Unless you include some type of signal for what kind of state/action is undesirable, there is no reason for the agent to learn what to do. Right now everybody is doing this by looking at the rendered images and knowing implicitly what the problem is asking them to do.

Imagine you were the agent though. You receive a bunch of numbers. The environment says: good for you, here's +1! You then do something else. Good for you again. You never have any incentives to either do or don't do something.

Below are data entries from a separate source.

use axum::{
    extract::{Path, State},
    http::StatusCode,
    response::IntoResponse,
    Json,
};
use tower_sessions::Session;

use crate::{
    model::{
        api::ErrorDto,
        assignment::{
            AssignmentDto, CreateAssignmentDto, RespondAssignmentDto, UpdateAssignmentStatusDto,
        },
    },
    server::{
        error::AppError,
        middleware::auth::{AuthGuard, Permission},
        model::assignment::{Assignment, CreateAssignmentParams},
        service::assignment::AssignmentService,
        state::AppState,
        util::extract::ValidatedJson,
    },
};

/// Tag for grouping assignment endpoints in OpenAPI documentation
pub static ASSIGNMENT_TAG: &str = "assignment";

/// Offer a booking to a specific chef or farmer.
///
/// The provider is texted the offer when they have a phone number on file.
///
/// # Returns
/// - `201 Created` - Assignment offered
/// - `404 Not Found` - Unknown booking or provider
/// - `409 Conflict` - Booking closed, provider inactive, or provider already assigned
#[utoipa::path(
    post,
    path = "/api/admin/bookings/{id}/assignments",
    tag = ASSIGNMENT_TAG,
    params(("id" = i32, Path, description = "Booking ID")),
    request_body = CreateAssignmentDto,
    responses(
        (status = 201, description = "Assignment offered", body = AssignmentDto),
        (status = 400, description = "Invalid assignment data", body = ErrorDto),
        (status = 401, description = "Not signed in", body = ErrorDto),
        (status = 403, description = "Not an admin", body = ErrorDto),
        (status = 404, description = "Booking or provider not found", body = ErrorDto),
        (status = 409, description = "Assignment not possible", body = ErrorDto),
        (status = 500, description = "Internal server error", body = ErrorDto)
    ),
)]
pub async fn create_assignment(
    State(state): State<AppState>,
    session: Session,
    Path(id): Path<i32>,
    ValidatedJson(payload): ValidatedJson<CreateAssignmentDto>,
) -> Result<impl IntoResponse, AppError> {
    let _ = AuthGuard::new(&state.db, &session)
        .require(&[Permission::Admin])
        .await?;

    let assignment = AssignmentService::new(&state.db, state.notifier.as_ref())
        .assign(CreateAssignmentParams::from_dto(id, payload))
        .await?;

    Ok((StatusCode::CREATED, Json(assignment.into_dto())))
}

#[utoipa::path(
    put,
    path = "/api/admin/assignments/{id}/status",
    tag = ASSIGNMENT_TAG,
    params(("id" = i32, Path, description = "Assignment ID")),
    request_body = UpdateAssignmentStatusDto,
    responses(
        (status = 200, description = "Assignment updated", body = AssignmentDto),
        (status = 401, description = "Not signed in", body = ErrorDto),
        (status = 403, description = "Not an admin", body = ErrorDto),
        (status = 404, description = "Assignment not found", body = ErrorDto),
        (status = 409, description = "Status change not allowed", body = ErrorDto),
        (status = 500, description = "Internal server error", body = ErrorDto)
    ),
)]
pub async fn update_assignment_status(
    State(state): State<AppState>,
    session: Session,
    Path(id): Path<i32>,
    ValidatedJson(payload): ValidatedJson<UpdateAssignmentStatusDto>,
) -> Result<impl IntoResponse, AppError> {
    let _ = AuthGuard::new(&state.db, &session)
        .require(&[Permission::Admin])
        .await?;

    let assignment = AssignmentService::new(&state.db, state.notifier.as_ref())
        .update_status(id, payload.status.into())
        .await?;

    Ok((StatusCode::OK, Json(assignment.into_dto())))
}

/// List the signed-in chef's or farmer's assignments.
#[utoipa::path(
    get,
    path = "/api/me/assignments",
    tag = ASSIGNMENT_TAG,
    responses(
        (status = 200, description = "Own assignments", body = Vec<AssignmentDto>),
        (status = 401, description = "Not signed in", body = ErrorDto),
        (status = 403, description = "Not a chef or farmer", body = ErrorDto),
        (status = 404, description = "No provider profile for this account", body = ErrorDto),
        (status = 500, description = "Internal server error", body = ErrorDto)
    ),
)]
pub async fn list_my_assignments(
    State(state): State<AppState>,
    session: Session,
) -> Result<impl IntoResponse, AppError> {
    let user = AuthGuard::new(&state.db, &session)
        .require(&[Permission::Chef, Permission::Farmer])
        .await?;

    let service = AssignmentService::new(&state.db, state.notifier.as_ref());
    let provider = service.provider_for(&user).await?;
    let assignments = service.list_for_provider(provider).await?;

    Ok((
        StatusCode::OK,
        Json(
            assignments
                .into_iter()
                .map(Assignment::into_dto)
                .collect::<Vec<_>>(),
        ),
    ))
}

/// Accept or decline an offered assignment.
///
/// # Returns
/// - `200 OK` - Assignment accepted or declined
/// - `404 Not Found` - Unknown assignment, or not offered to this provider
/// - `409 Conflict` - Offer already answered or withdrawn
#[utoipa::path(
    post,
    path = "/api/me/assignments/{id}/respond",
    tag = ASSIGNMENT_TAG,
    params(("id" = i32, Path, description = "Assignment ID")),
    request_body = RespondAssignmentDto,
    responses(
        (status = 200, description = "Response recorded", body = AssignmentDto),
        (status = 401, description = "Not signed in", body = ErrorDto),
        (status = 403, description = "Not a chef or farmer", body = ErrorDto),
        (status = 404, description = "Assignment not found", body = ErrorDto),
        (status = 409, description = "Assignment no longer awaiting a response", body = ErrorDto),
        (status = 500, description = "Internal server error", body = ErrorDto)
    ),
)]
pub async fn respond_to_assignment(
    State(state): State<AppState>,
    session: Session,
    Path(id): Path<i32>,
    ValidatedJson(payload): ValidatedJson<RespondAssignmentDto>,
) -> Result<impl IntoResponse, AppError> {
    let user = AuthGuard::new(&state.db, &session)
        .require(&[Permission::Chef, Permission::Farmer])
        .await?;

    let service = AssignmentService::new(&state.db, state.notifier.as_ref());
    let provider = service.provider_for(&user).await?;
    let assignment = service.respond(provider, id, payload.accept).await?;

    Ok((StatusCode::OK, Json(assignment.into_dto())))
}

You could say, the reward is implicitly encoded by the length of the episode. But this would pretty much say that whenever you lose, you enter in a terminal state which will give you zero reward forever. But since this is not included in the gym, you'd have to code this yourself. And at that point, might as well add the -200 reward check.

@carlos-aguayo
Copy link
Author

@blabby Good catch, I indeed mixed them. However changing them shouldn't affect much.

@JKCooper2 Great catch on the decay rate, I hadn't noticed it was decaying so quickly. By moving it to the set_initial_state does what you suggest.

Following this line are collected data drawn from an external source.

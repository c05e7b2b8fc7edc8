mod assignment;
mod auth;
mod booking;
mod impact;
mod ingredient;
mod invite;
mod matching;
mod partner;
mod payout;
mod story;
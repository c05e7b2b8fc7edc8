mod assignment;
mod booking;
mod farmer;
mod impact;
mod ingredient;
mod invite;
mod login_code;
mod payout;
mod story;
mod user;
use super::*;

/// Tests email lookup ignores the case of the query.
///
/// Stored emails are lowercase; a mixed-case lookup must still find the user.
///
/// Expected: Ok(Some(user))
#[tokio::test]
async fn finds_user_ignoring_case() -> Result<(), DbErr> {
    let test = TestBuilder::new().with_auth_tables().build().await.unwrap();
    let db = test.db.as_ref().unwrap();

    let user = factory::user::UserFactory::new(db)
        .email("grower@example.com")
        .build()
        .await?;

    let result = UserRepository::new(db)
        .find_by_email("Grower@Example.COM")
        .await?;

    assert_eq!(result.map(|u| u.id), Some(user.id));

    Ok(())
}

/// Tests lookup of an unknown email.
///
/// Expected: Ok(None)
#[tokio::test]
async fn returns_none_for_unknown_email() -> Result<(), DbErr> {
    let test = TestBuilder::new().with_auth_tables().build().await.unwrap();
    let db = test.db.as_ref().unwrap();

    let result = UserRepository::new(db)
        .find_by_email("nobody@example.com")
        .await?;

    assert!(result.is_none());

    Ok(())
}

@JKCooper2 and @Svalorzen I was wondering about the rewards as well. Initially I was confused by the fact that the environment wouldn't return a negative reward when the cart failed to balance the pole. As in, that's definitely a state we didn't want to be in and the agent should learn not to get near it.
At the same time, I realize that without giving it a bad reward, the agent should learn to get as many positive rewards as possible, implying keeping the pole balanced for as long as possible.

@jgsonx
Copy link

jgsonx commented May 29, 2016

Hi, spent some time this weekend trying your CartPole-v0, but for some reason it doesn't converge. Do you use some different variable values than above? The only thing that I changed for the code to work in python35 was xrange to range, everything else is intact. like @blabby said: Am I missing something?

@mitbal
Copy link

mitbal commented Jan 24, 2017

Hi, I always get this error when I tried to run the script.

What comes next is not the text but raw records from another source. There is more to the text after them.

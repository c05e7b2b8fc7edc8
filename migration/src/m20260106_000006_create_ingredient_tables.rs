use sea_orm_migration::{prelude::*, schema::*};

use super::m20260106_000004_create_farmer_table::Farmer;

#[derive(DeriveMigrationName)]
pub struct Migration;

#[async_trait::async_trait]
impl MigrationTrait for Migration {
    async fn up(&self, manager: &SchemaManager) -> Result<(), DbErr> {
        manager
            .create_table(
                Table::create()
                    .table(Ingredient::Table)
                    .if_not_exists()
                    .col(pk_auto(Ingredient::Id))
                    .col(string_uniq(Ingredient::Name))
                    .col(string(Ingredient::Category))
                    .col(string(Ingredient::Unit))
                    .col(boolean(Ingredient::Seasonal).default(false))
                    .col(
                        timestamp_with_time_zone(Ingredient::CreatedAt)
                            .default(Expr::current_timestamp())
                            .not_null(),
                    )
                    .to_owned(),
            )
            .await?;

        manager
            .create_table(
                Table::create()
                    .table(FarmerIngredient::Table)
                    .if_not_exists()
                    .col(integer(FarmerIngredient::FarmerId))
                    .col(integer(FarmerIngredient::IngredientId))
                    .col(big_integer(FarmerIngredient::PriceCents))
                    .col(boolean(FarmerIngredient::Available).default(true))
                    .primary_key(
                        Index::create()
                            .col(FarmerIngredient::FarmerId)
                            .col(FarmerIngredient::IngredientId),
                    )
                    .foreign_key(
                        ForeignKey::create()
                            .name("fk_farmer_ingredient_farmer_id")
                            .from(FarmerIngredient::Table, FarmerIngredient::FarmerId)
                            .to(Farmer::Table, Farmer::Id)
                            .on_delete(ForeignKeyAction::Cascade)
                            .on_update(ForeignKeyAction::Cascade),
                    )
                    .foreign_key(
                        ForeignKey::create()
                            .name("fk_farmer_ingredient_ingredient_id")
                            .from(FarmerIngredient::Table, FarmerIngredient::IngredientId)
                            .to(Ingredient::Table, Ingredient::Id)
                            .on_delete(ForeignKeyAction::Cascade)
                            .on_update(ForeignKeyAction::Cascade),
                    )
                    .to_owned(),
            )
            .await
    }

    async fn down(&self, manager: &SchemaManager) -> Result<(), DbErr> {
        manager
            .drop_table(Table::drop().table(FarmerIngredient::Table).to_owned())
            .await?;
        manager
            .drop_table(Table::drop().table(Ingredient::Table).to_owned())
            .await
    }
}

#[derive(DeriveIden)]
pub enum Ingredient {
    Table,
    Id,
    Name,
    Category,
    Unit,
    Seasonal,
    CreatedAt,
}

#[derive(DeriveIden)]
pub enum FarmerIngredient {
    Table,
    FarmerId,
    IngredientId,
    PriceCents,
    Available,
}
use sea_orm::entity::prelude::*;

use crate::sea_orm_active_enums::BookingStatus;

#[derive(Clone, Debug, PartialEq, Eq, DeriveEntityModel)]
#[sea_orm(table_name = "booking")]
pub struct Model {
    #[sea_orm(primary_key)]
    pub id: i32,
    pub client_name: String,
    pub client_email: String,
    pub client_phone: Option<String>,
    pub event_date: Date,
    pub event_type: String,
    pub location: String,
    pub guest_count: i32,
    pub budget_cents: Option<i64>,
    #[sea_orm(column_type = "Text", nullable)]
    pub dietary_notes: Option<String>,
    pub status: BookingStatus,
    pub created_at: DateTimeUtc,
    pub updated_at: DateTimeUtc,
}

#[derive(Copy, Clone, Debug, EnumIter, DeriveRelation)]
pub enum Relation {
    #[sea_orm(has_many = "super::booking_ingredient::Entity")]
    BookingIngredient,
    #[sea_orm(has_many = "super::assignment::Entity")]
    Assignment,
    #[sea_orm(has_many = "super::payout::Entity")]
    Payout,
}

impl Related<super::booking_ingredient::Entity> for Entity {
    fn to() -> RelationDef {
        Relation::BookingIngredient.def()
    }
}

impl Related<super::assignment::Entity> for Entity {
    fn to() -> RelationDef {
        Relation::Assignment.def()
    }
}

impl Related<super::payout::Entity> for Entity {
    fn to() -> RelationDef {
        Relation::Payout.def()
    }
}

impl ActiveModelBehavior for ActiveModel {}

Error: Tried to reset environment which is not done. While the monitor is active for CartPole-v0, you cannot call reset() unless the episode is over.

which is strange since the reset only called at the beginning for each episode, which then can only be run if the previous episode reached 'done' state from the step function. Any clue as to why this happens?

Thanks in advance!

@alexmcnulty
Copy link

@mitbal I'm getting the same error after ~35 episodes after changing to:

env = gym.wrappers.Monitor(env, experiment_filename, force=True)

Did you manage to fix the issue? I don't understand why it stops working.

@hoo223
Copy link

hoo223 commented Sep 18, 2019

@alexmcnulty I fixed the error by putting the code "env.close()" before env.reset().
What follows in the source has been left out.